▶ THE TASK
The records below must be reproduced in full and without error.

▶ RECORDS PROVIDED

//! OpenAI API data models for request/response handling.
//!
//! These types match the OpenAI wire schema the proxy exposes. The Ollama
//! native shapes live in [`crate::ollama_models`]; translation between the
//! two is in [`crate::translate`].

use serde::{Deserialize, Serialize};

// =============================================================================
// Chat Completion Request/Response Types
// =============================================================================

/// Request to /v1/chat/completions.
#[derive(Debug, Clone, Deserialize)]
pub struct ChatCompletionRequest {
    /// Model name to use.
    pub model: String,
    /// Ordered conversation, oldest message first.
    pub messages: Vec<ChatMessage>,
    /// Whether to stream the response as SSE.
    #[serde(default)]
    pub stream: bool,
    /// Sampling temperature.
    pub temperature: Option<f32>,
    /// Top-p sampling parameter.
    pub top_p: Option<f32>,
    /// Maximum tokens to generate.
    pub max_tokens: Option<u32>,
    /// Stop sequences.
    pub stop: Option<Vec<String>>,
    /// Sampling seed.
    pub seed: Option<i64>,
    /// Accepted but not supported by Ollama's options; dropped on translation.
    pub presence_penalty: Option<f32>,
    /// Accepted but not supported by Ollama's options; dropped on translation.
    pub frequency_penalty: Option<f32>,
}

/// A single chat message.
///
/// `role` is carried as a string rather than an enum so unknown roles pass
/// through to the upstream unchanged.
#[derive(Debug, Clone, Serialize, Deserialize)]
pub struct ChatMessage {
    pub role: String,
    pub content: String,
}

/// Response from /v1/chat/completions (non-streaming).
#[derive(Debug, Clone, Serialize, Deserialize)]
pub struct ChatCompletionResponse {
    pub id: String,
    pub object: String,
    pub created: i64,
    pub model: String,
    pub choices: Vec<ChatChoice>,
    #[serde(skip_serializing_if = "Option::is_none")]
    pub usage: Option<Usage>,
}

/// A single chat completion choice.
#[derive(Debug, Clone, Serialize, Deserialize)]
pub struct ChatChoice {
    pub index: u32,
    pub message: ChatMessage,
    #[serde(skip_serializing_if = "Option::is_none")]
    pub finish_reason: Option<String>,
}

/// Streaming chunk from /v1/chat/completions.
#[derive(Debug, Clone, Serialize, Deserialize)]
pub struct ChatCompletionChunk {
    pub id: String,
    pub object: String,
    pub created: i64,
    pub model: String,
    pub choices: Vec<ChatChunkChoice>,
}

/// A single streaming choice.
#[derive(Debug, Clone, Serialize, Deserialize)]
pub struct ChatChunkChoice {
    pub index: u32,
    pub delta: ChatDelta,
    #[serde(skip_serializing_if = "Option::is_none")]
    pub finish_reason: Option<String>,
}

/// Delta content in a streaming response.
#[derive(Debug, Clone, Default, Serialize, Deserialize)]
pub struct ChatDelta {
    #[serde(skip_serializing_if = "Option::is_none")]
    pub role: Option<String>,
    #[serde(skip_serializing_if = "Option::is_none")]
    pub content: Option<String>,
}

// =============================================================================
// Text Completion Request/Response Types
// =============================================================================

/// Request to /v1/completions.
#[derive(Debug, Clone, Deserialize)]
pub struct CompletionRequest {
    pub model: String,
    pub prompt: String,
    #[serde(default)]
    pub stream: bool,
    pub temperature: Option<f32>,
    pub top_p: Option<f32>,
    pub max_tokens: Option<u32>,
    pub stop: Option<Vec<String>>,
    pub seed: Option<i64>,
}

/// Response from /v1/completions. The same shape is used for streaming
/// chunks — OpenAI's legacy completions stream carries full `text` choices,
/// not deltas.
#[derive(Debug, Clone, Serialize, Deserialize)]
pub struct CompletionResponse {
    pub id: String,
    pub object: String,
    pub created: i64,
    pub model: String,
    pub choices: Vec<CompletionChoice>,
    #[serde(skip_serializing_if = "Option::is_none")]
    pub usage: Option<Usage>,
}

/// A single text completion choice.
#[derive(Debug, Clone, Serialize, Deserialize)]
pub struct CompletionChoice {
    pub index: u32,
    pub text: String,
    #[serde(skip_serializing_if = "Option::is_none")]
    pub finish_reason: Option<String>,
}

/// Token usage statistics.
#[derive(Debug, Clone, Serialize, Deserialize)]
pub struct Usage {
    pub prompt_tokens: u32,
    pub completion_tokens: u32,
    pub total_tokens: u32,
}

// =============================================================================
// Models Endpoint Types
// =============================================================================

/// Response from /v1/models.
#[derive(Debug, Clone, Serialize, Deserialize)]
pub struct ModelsResponse {
    pub object: String,
    pub data: Vec<ModelInfo>,
}

/// Information about a single model (OpenAI format).
#[derive(Debug, Clone, Serialize, Deserialize)]
pub struct ModelInfo {
    pub id: String,
    pub object: String,
    pub created: i64,
    pub owned_by: String,
}

// =============================================================================
// Error Response Types
// =============================================================================

/// Error response matching the OpenAI error envelope.
#[derive(Debug, Clone, Serialize, Deserialize)]
pub struct ErrorResponse {
    pub error: ErrorDetail,
}

/// Error detail within an error response.
#[derive(Debug, Clone, Serialize, Deserialize)]
pub struct ErrorDetail {
    pub message: String,
    pub r#type: String,
}

impl ErrorResponse {
    /// Create a new error response.
    pub fn new(message: impl Into<String>, error_type: impl Into<String>) -> Self {
        Self {
            error: ErrorDetail {
                message: message.into(),
                r#type: error_type.into(),
            },
        }
    }
}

▶ EXPECTED ANSWER
//! OpenAI API data models for request/response handling.
//!
//! These types match the OpenAI wire schema the proxy exposes. The Ollama
//! native shapes live in [`crate::ollama_models`]; translation between the
//! two is in [`crate::translate`].

use serde::{Deserialize, Serialize};

// =============================================================================
// Chat Completion Request/Response Types
// =============================================================================

/// Request to /v1/chat/completions.
#[derive(Debug, Clone, Deserialize)]
pub struct ChatCompletionRequest {
    /// Model name to use.
    pub model: String,
    /// Ordered conversation, oldest message first.
    pub messages: Vec<ChatMessage>,
    /// Whether to stream the response as SSE.
    #[serde(default)]
    pub stream: bool,
    /// Sampling temperature.
    pub temperature: Option<f32>,
    /// Top-p sampling parameter.
    pub top_p: Option<f32>,
    /// Maximum tokens to generate.
    pub max_tokens: Option<u32>,
    /// Stop sequences.
    pub stop: Option<Vec<String>>,
    /// Sampling seed.
    pub seed: Option<i64>,
    /// Accepted but not supported by Ollama's options; dropped on translation.
    pub presence_penalty: Option<f32>,
    /// Accepted but not supported by Ollama's options; dropped on translation.
    pub frequency_penalty: Option<f32>,
}

/// A single chat message.
///
/// `role` is carried as a string rather than an enum so unknown roles pass
/// through to the upstream unchanged.
#[derive(Debug, Clone, Serialize, Deserialize)]
pub struct ChatMessage {
    pub role: String,
    pub content: String,
}

/// Response from /v1/chat/completions (non-streaming).
#[derive(Debug, Clone, Serialize, Deserialize)]
pub struct ChatCompletionResponse {
    pub id: String,
    pub object: String,
    pub created: i64,
    pub model: String,
    pub choices: Vec<ChatChoice>,
    #[serde(skip_serializing_if = "Option::is_none")]
    pub usage: Option<Usage>,
}

/// A single chat completion choice.
#[derive(Debug, Clone, Serialize, Deserialize)]
pub struct ChatChoice {
    pub index: u32,
    pub message: ChatMessage,
    #[serde(skip_serializing_if = "Option::is_none")]
    pub finish_reason: Option<String>,
}

/// Streaming chunk from /v1/chat/completions.
#[derive(Debug, Clone, Serialize, Deserialize)]
pub struct ChatCompletionChunk {
    pub id: String,
    pub object: String,
    pub created: i64,
    pub model: String,
    pub choices: Vec<ChatChunkChoice>,
}

/// A single streaming choice.
#[derive(Debug, Clone, Serialize, Deserialize)]
pub struct ChatChunkChoice {
    pub index: u32,
    pub delta: ChatDelta,
    #[serde(skip_serializing_if = "Option::is_none")]
    pub finish_reason: Option<String>,
}

/// Delta content in a streaming response.
#[derive(Debug, Clone, Default, Serialize, Deserialize)]
pub struct ChatDelta {
    #[serde(skip_serializing_if = "Option::is_none")]
    pub role: Option<String>,
    #[serde(skip_serializing_if = "Option::is_none")]
    pub content: Option<String>,
}

// =============================================================================
// Text Completion Request/Response Types
// =============================================================================

/// Request to /v1/completions.
#[derive(Debug, Clone, Deserialize)]
pub struct CompletionRequest {
    pub model: String,
    pub prompt: String,
    #[serde(default)]
    pub stream: bool,
    pub temperature: Option<f32>,
    pub top_p: Option<f32>,
    pub max_tokens: Option<u32>,
    pub stop: Option<Vec<String>>,
    pub seed: Option<i64>,
}

/// Response from /v1/completions. The same shape is used for streaming
/// chunks — OpenAI's legacy completions stream carries full `text` choices,
/// not deltas.
#[derive(Debug, Clone, Serialize, Deserialize)]
pub struct CompletionResponse {
    pub id: String,
    pub object: String,
    pub created: i64,
    pub model: String,
    pub choices: Vec<CompletionChoice>,
    #[serde(skip_serializing_if = "Option::is_none")]
    pub usage: Option<Usage>,
}

/// A single text completion choice.
#[derive(Debug, Clone, Serialize, Deserialize)]
pub struct CompletionChoice {
    pub index: u32,
    pub text: String,
    #[serde(skip_serializing_if = "Option::is_none")]
    pub finish_reason: Option<String>,
}

/// Token usage statistics.
#[derive(Debug, Clone, Serialize, Deserialize)]
pub struct Usage {
    pub prompt_tokens: u32,
    pub completion_tokens: u32,
    pub total_tokens: u32,
}

// =============================================================================
// Models Endpoint Types
// =============================================================================

/// Response from /v1/models.
#[derive(Debug, Clone, Serialize, Deserialize)]
pub struct ModelsResponse {
    pub object: String,
    pub data: Vec<ModelInfo>,
}

/// Information about a single model (OpenAI format).
#[derive(Debug, Clone, Serialize, Deserialize)]
pub struct ModelInfo {
    pub id: String,
    pub object: String,
    pub created: i64,
    pub owned_by: String,
}

// =============================================================================
// Error Response Types
// =============================================================================

/// Error response matching the OpenAI error envelope.
#[derive(Debug, Clone, Serialize, Deserialize)]
pub struct ErrorResponse {
    pub error: ErrorDetail,
}

/// Error detail within an error response.
#[derive(Debug, Clone, Serialize, Deserialize)]
pub struct ErrorDetail {
    pub message: String,
    pub r#type: String,
}

impl ErrorResponse {
    /// Create a new error response.
    pub fn new(message: impl Into<String>, error_type: impl Into<String>) -> Self {
        Self {
            error: ErrorDetail {
                message: message.into(),
                r#type: error_type.into(),
            },
        }
    }
}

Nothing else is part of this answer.